=== Section Start ===

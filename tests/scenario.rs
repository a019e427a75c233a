use orbital_decay::config::{ConfigError, load_scenarios, select_scenario};
use orbital_decay::config::SimulationConfig;
use orbital_decay::decay::{DEFAULT_MAX_STEPS, TerminalState};
use orbital_decay::scenario::{export_run, request_from_config, run_scenario};

#[test]
fn yaml_catalog_contains_reference_scenarios() {
    let scenarios = load_scenarios("configs/scenarios.yaml").expect("scenarios yaml");
    assert!(scenarios.len() >= 3);
    let circular = scenarios.iter().find(|s| s.name == "circular-150").unwrap();
    assert_eq!(circular.orbit.apogee_km, 150.0);
    assert_eq!(circular.spacecraft.mass_kg, 1_000.0);
    // Omitted simulation blocks fall back to defaults.
    let elliptical = scenarios
        .iter()
        .find(|s| s.name == "elliptical-1000x150")
        .unwrap();
    assert_eq!(elliptical.simulation.time_step_s, 60.0);
    assert_eq!(elliptical.simulation.max_steps, Some(DEFAULT_MAX_STEPS));
}

#[test]
fn toml_directory_is_loaded_in_file_order() {
    let scenarios = load_scenarios("configs/scenarios").expect("scenario directory");
    let names: Vec<_> = scenarios.iter().map(|s| s.name.as_str()).collect();
    assert_eq!(names, ["iss-like", "low-cubesat"]);
    assert_eq!(scenarios[0].simulation.max_steps, Some(20_000));
    assert_eq!(scenarios[1].orbit.inclination_deg, 0.0);
}

#[test]
fn default_simulation_settings_bound_the_run() {
    let defaults = SimulationConfig::default();
    assert_eq!(defaults.time_step_s, 60.0);
    assert_eq!(defaults.max_steps, Some(DEFAULT_MAX_STEPS));
}

#[test]
fn scenario_selection_is_case_insensitive() {
    let scenario = select_scenario("configs/scenarios.yaml", Some("CUBESAT-300X200")).unwrap();
    assert_eq!(scenario.spacecraft.name, "3U CubeSat");
    let first = select_scenario("configs/scenarios.yaml", None).unwrap();
    assert_eq!(first.name, "circular-150");
    assert!(matches!(
        select_scenario("configs/scenarios.yaml", Some("missing")),
        Err(ConfigError::NotFound(_))
    ));
}

#[test]
fn scenario_config_maps_onto_the_request() {
    let scenario = select_scenario("configs/scenarios", Some("iss-like")).unwrap();
    let request = request_from_config(&scenario);
    assert_eq!(request.apogee_km, 420.0);
    assert_eq!(request.perigee_km, 410.0);
    assert_eq!(request.spacecraft.area_m2, 1_600.0);
    assert_eq!(request.time_step_s, 600.0);
    assert_eq!(request.max_steps, Some(20_000));
}

#[test]
fn scenario_run_exports_csv_and_summary() {
    let scenario = select_scenario("configs/scenarios.yaml", Some("circular-150")).unwrap();
    let outcome = run_scenario(&scenario).expect("scenario run");
    assert_eq!(outcome.terminal, TerminalState::DegenerateOrbit);

    let dir = tempfile::tempdir().expect("tempdir");
    let csv_path = dir.path().join("runs").join("circular.csv");
    let summary_path = export_run(&scenario, &outcome, &csv_path)
        .expect("export")
        .expect("summary path");

    let mut reader = csv::Reader::from_path(&csv_path).expect("csv reader");
    let headers = reader.headers().expect("headers").clone();
    assert_eq!(
        headers.iter().collect::<Vec<_>>(),
        [
            "time_s",
            "drag_acceleration_km_s2",
            "speed_km_s",
            "apogee_km",
            "perigee_km"
        ]
    );
    let rows = reader.records().count() as u64;
    assert_eq!(rows, outcome.steps);

    let summary = std::fs::read_to_string(&summary_path).expect("summary json");
    assert!(summary.contains("\"scenario\": \"circular-150\""));
    assert!(summary.contains("\"telemetry_available\": true"));
    assert!(summary_path.ends_with("circular_summary.json"));
}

=== Section End ===

■ **AIM OF THE TASK**
Each line of the data that has the string "reader" should be returned.

■ **SOLUTION BELOW**
    let mut reader = csv::Reader::from_path(&csv_path).expect("csv reader");
    let headers = reader.headers().expect("headers").clone();
    let rows = reader.records().count() as u64;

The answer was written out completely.